Extension to Cord ($0) – Left over PC power cord.


  1. Line the inside of the box with white contact paper or make another internal cover from poster board like version 1
  2. Check the output of UV light
  3. And depending on the results of #2, procure and install some sort of diffuser with UV filtering capabilities (I am thinking something like plastic drop cloth using a rod with a right angle on the ends to place in holes on the lid edge to the far side of the light compartment, as this should support the diffuser drape and also give the unit some stability while on standing on its side)

Update: January 17, 2015 – A quick test of UV output with some UV activated Transitions eyeglasses showed there was some UV output from these bulbs.  The solution I found was to obtain some clear UV filtering film from Tinted Atmospheres where I had my Mazda 5 windows tinted.  The film was not cheap, but it appears to be preventing the output of UV when tested with the glasses.  To mount it, I cut a 13 1/2″ square of the film and used some very small button magnets to hold it in place on the front opening of the light box. See step 7 below.

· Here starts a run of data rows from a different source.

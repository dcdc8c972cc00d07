//! stack integration tests: polling, link state and interface summary

use core::net::Ipv4Addr;

use mesa_net::drivers::net::virtual_nic::VirtualNic;
use mesa_net::drivers::net::{LinkStatus, TransmitError};
use mesa_net::net::arp::ArpPacket;
use mesa_net::net::config::StackConfig;
use mesa_net::net::error::{DropReason, Layer, TxError};
use mesa_net::net::ethernet::{build_frame, ETHERTYPE_ARP};
use mesa_net::net::MacAddr;
use mesa_net::NetworkStack;

const OUR_MAC: [u8; 6] = [0x52, 0x54, 0x00, 0x12, 0x34, 0x56];
const OUR_IP: Ipv4Addr = Ipv4Addr::new(10, 0, 2, 15);
const PEER_IP: Ipv4Addr = Ipv4Addr::new(10, 0, 2, 2);
const PEER_MAC: MacAddr = MacAddr([0x52, 0x55, 0x0A, 0x00, 0x02, 0x02]);

fn stack() -> NetworkStack<VirtualNic> {
    let config = StackConfig::default().with_static_ip(
        OUR_IP,
        Ipv4Addr::new(255, 255, 255, 0),
        PEER_IP,
    );
    NetworkStack::new(VirtualNic::new(OUR_MAC), config)
}

fn who_has_us() -> Vec<u8> {
    let request = ArpPacket::new_request(PEER_MAC, PEER_IP, OUR_IP);
    build_frame(MacAddr::BROADCAST, PEER_MAC, ETHERTYPE_ARP, &request.to_bytes()).unwrap()
}

#[test]
fn test_poll_drains_device() {
    let mut stack = stack();
    assert!(stack.device_mut().inject(who_has_us()));
    assert!(stack.device_mut().inject(vec![0u8; 8]));

    assert_eq!(stack.poll(), 2);
    assert_eq!(stack.poll(), 0);
    // one ARP reply; the runt frame was dropped
    assert_eq!(stack.device().transmitted_count(), 1);
    assert_eq!(stack.arp_cache().lookup(PEER_IP), Some(PEER_MAC));
}

#[test]
fn test_poll_budget() {
    let config = StackConfig {
        rx_queue_capacity: 2,
        ..StackConfig::default()
    };
    let mut stack = NetworkStack::new(VirtualNic::new(OUR_MAC), config);
    for _ in 0..3 {
        stack.device_mut().inject(vec![0u8; 8]);
    }
    assert_eq!(stack.poll(), 2);
    assert_eq!(stack.poll(), 1);
}

#[test]
fn test_link_down_reported() {
    let mut stack = stack();
    stack.device_mut().set_link_status(LinkStatus::Down);

    assert_eq!(
        stack.send_frame(PEER_MAC, ETHERTYPE_ARP, &[0; 28]),
        Err(TxError::Device(TransmitError::NotReady))
    );
    assert_eq!(stack.interface_info().link, LinkStatus::Down);

    // receive path is unaffected; only the reply fails
    stack.device_mut().inject(who_has_us());
    assert_eq!(stack.poll(), 1);
    assert_eq!(stack.arp_cache().lookup(PEER_IP), Some(PEER_MAC));
}

#[test]
fn test_interface_summary() {
    let info = stack().interface_info();
    let text = format!("{}", info);
    assert!(text.starts_with("vnic0: link Up"));
    assert!(text.contains("MAC:        52:54:00:12:34:56"));
    assert!(text.contains("10.0.2.15"));

    let unconfigured = NetworkStack::new(VirtualNic::new(OUR_MAC), StackConfig::default());
    assert!(format!("{}", unconfigured.interface_info()).contains("not configured"));
}

#[test]
fn test_malformed_frames_never_panic() {
    let mut stack = stack();
    for len in 0..80 {
        let mut frame = vec![0xFFu8; len];
        if len >= 14 {
            frame[12] = 0x08;
            frame[13] = if len % 2 == 0 { 0x00 } else { 0x06 };
        }
        if let Ok(delivered) = stack.handle_frame(&frame) {
            panic!("garbage frame delivered: {:?}", delivered);
        }
    }
    assert_eq!(stack.handle_frame(&[0u8; 13]), Err(DropReason::Malformed(Layer::Ethernet)));
}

Step one – find an appropriate metal box
Step 2 – Mount the power strips from outside bottom. The markings on the right were the original location I planned to use, but decided to try and get equal spacing with the inner dimensions of the box based on measurements from the already installed power strip on the left.
Step 3 – Daisy chain second power strip into first and insert bulb socket adapters with spacing appropriate for bulbs.
Step 4 – Install cord switch and extended cord.

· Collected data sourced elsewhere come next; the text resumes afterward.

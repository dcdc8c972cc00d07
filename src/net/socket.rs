//! Generational slab behind TCP socket handles.
//!
//! A [`SocketHandle`] is an index plus the generation of the slot it was
//! issued for. Removing an entry bumps the slot's generation, so a handle
//! kept past `close` can never reach whatever reuses the slot.

use alloc::vec::Vec;

#[derive(Debug, Clone, Copy, PartialEq, Eq, PartialOrd, Ord, Hash)]
pub struct SocketHandle {
    index: u32,
    generation: u32,
}

impl SocketHandle {
    pub fn index(&self) -> usize {
        self.index as usize
    }

    pub fn generation(&self) -> u32 {
        self.generation
    }
}

#[derive(Debug)]
struct Slot<T> {
    generation: u32,
    value: Option<T>,
}

/// Table is at capacity.
#[derive(Debug, Clone, Copy, PartialEq, Eq)]
pub struct TableFull;

/// Fixed-capacity slab with handle validation.
#[derive(Debug)]
pub struct ConnectionTable<T> {
    slots: Vec<Slot<T>>,
    free: Vec<u32>,
    len: usize,
    capacity: usize,
}

impl<T> ConnectionTable<T> {
    pub fn with_capacity(capacity: usize) -> Self {
        Self {
            slots: Vec::new(),
            free: Vec::new(),
            len: 0,
            capacity,
        }
    }

    pub fn insert(&mut self, value: T) -> Result<SocketHandle, TableFull> {
        if self.len >= self.capacity {
            return Err(TableFull);
        }

        let index = match self.free.pop() {
            Some(index) => index,
            None => {
                self.slots.push(Slot { generation: 0, value: None });
                (self.slots.len() - 1) as u32
            }
        };

        let slot = &mut self.slots[index as usize];
        slot.value = Some(value);
        self.len += 1;

        Ok(SocketHandle {
            index,
            generation: slot.generation,
        })
    }

    pub fn get(&self, handle: SocketHandle) -> Option<&T> {
        let slot = self.slots.get(handle.index as usize)?;
        if slot.generation != handle.generation {
            return None;
        }
        slot.value.as_ref()
    }

    pub fn get_mut(&mut self, handle: SocketHandle) -> Option<&mut T> {
        let slot = self.slots.get_mut(handle.index as usize)?;
        if slot.generation != handle.generation {
            return None;
        }
        slot.value.as_mut()
    }

    pub fn remove(&mut self, handle: SocketHandle) -> Option<T> {
        let slot = self.slots.get_mut(handle.index as usize)?;
        if slot.generation != handle.generation {
            return None;
        }
        let value = slot.value.take()?;
        slot.generation = slot.generation.wrapping_add(1);
        self.free.push(handle.index);
        self.len -= 1;
        Some(value)
    }

    pub fn contains(&self, handle: SocketHandle) -> bool {
        self.get(handle).is_some()
    }

    /// Handle of the first live entry satisfying `pred`.
    pub fn find<F>(&self, mut pred: F) -> Option<SocketHandle>
    where
        F: FnMut(&T) -> bool,
    {
        self.iter().find(|(_, value)| pred(value)).map(|(handle, _)| handle)
    }

    pub fn iter(&self) -> impl Iterator<Item = (SocketHandle, &T)> {
        self.slots.iter().enumerate().filter_map(|(index, slot)| {
            slot.value.as_ref().map(|value| {
                (
                    SocketHandle {
                        index: index as u32,
                        generation: slot.generation,
                    },
                    value,
                )
            })
        })
    }

    pub fn iter_mut(&mut self) -> impl Iterator<Item = (SocketHandle, &mut T)> {
        self.slots.iter_mut().enumerate().filter_map(|(index, slot)| {
            let generation = slot.generation;
            slot.value.as_mut().map(|value| {
                (
                    SocketHandle {
                        index: index as u32,
                        generation,
                    },
                    value,
                )
            })
        })
    }

    pub fn len(&self) -> usize {
        self.len
    }

    pub fn is_empty(&self) -> bool {
        self.len == 0
    }

    pub fn capacity(&self) -> usize {
        self.capacity
    }
}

Step 5 – Trim poster board to correct size and cut holes for bulbs. An easy way to determine the places to cut holes is to use a dry erase marker and put ink on all of the socket edges, then press the poster board onto the sockets and you should have some very light circular marks showing where the holes need to be cut. Additional poster board was cut to line the inside of the box on the sides.
Step 6 – Install Bulbs and test.
Step 7 – Diffuser installed. Diffuser is made of Contact Paper brand translucent shelf liner with no adhesive and a layer of UV blocking automobile tint film. The two layers were held together with hot glue.  Some small fiberglass rods salvaged from a hover disc hoop was cut with about 1/3″ extra length based on the width of the box. Then these rods were threaded through the diffuser at the edge and in the middle and the openings and rods secured to each other with hot glue. To install the diffuser the rods are inserted under the lip of the box on one side and flexed to allow them to catch on the opposite side lip. This holds the diffuser in place and provides a bow shape that allows the heat to vent to the top and keeps the diffuser from touching the bulbs.
Final Step – Lightbox ready to store with diffuser rolled up and placed between the light bulb rows.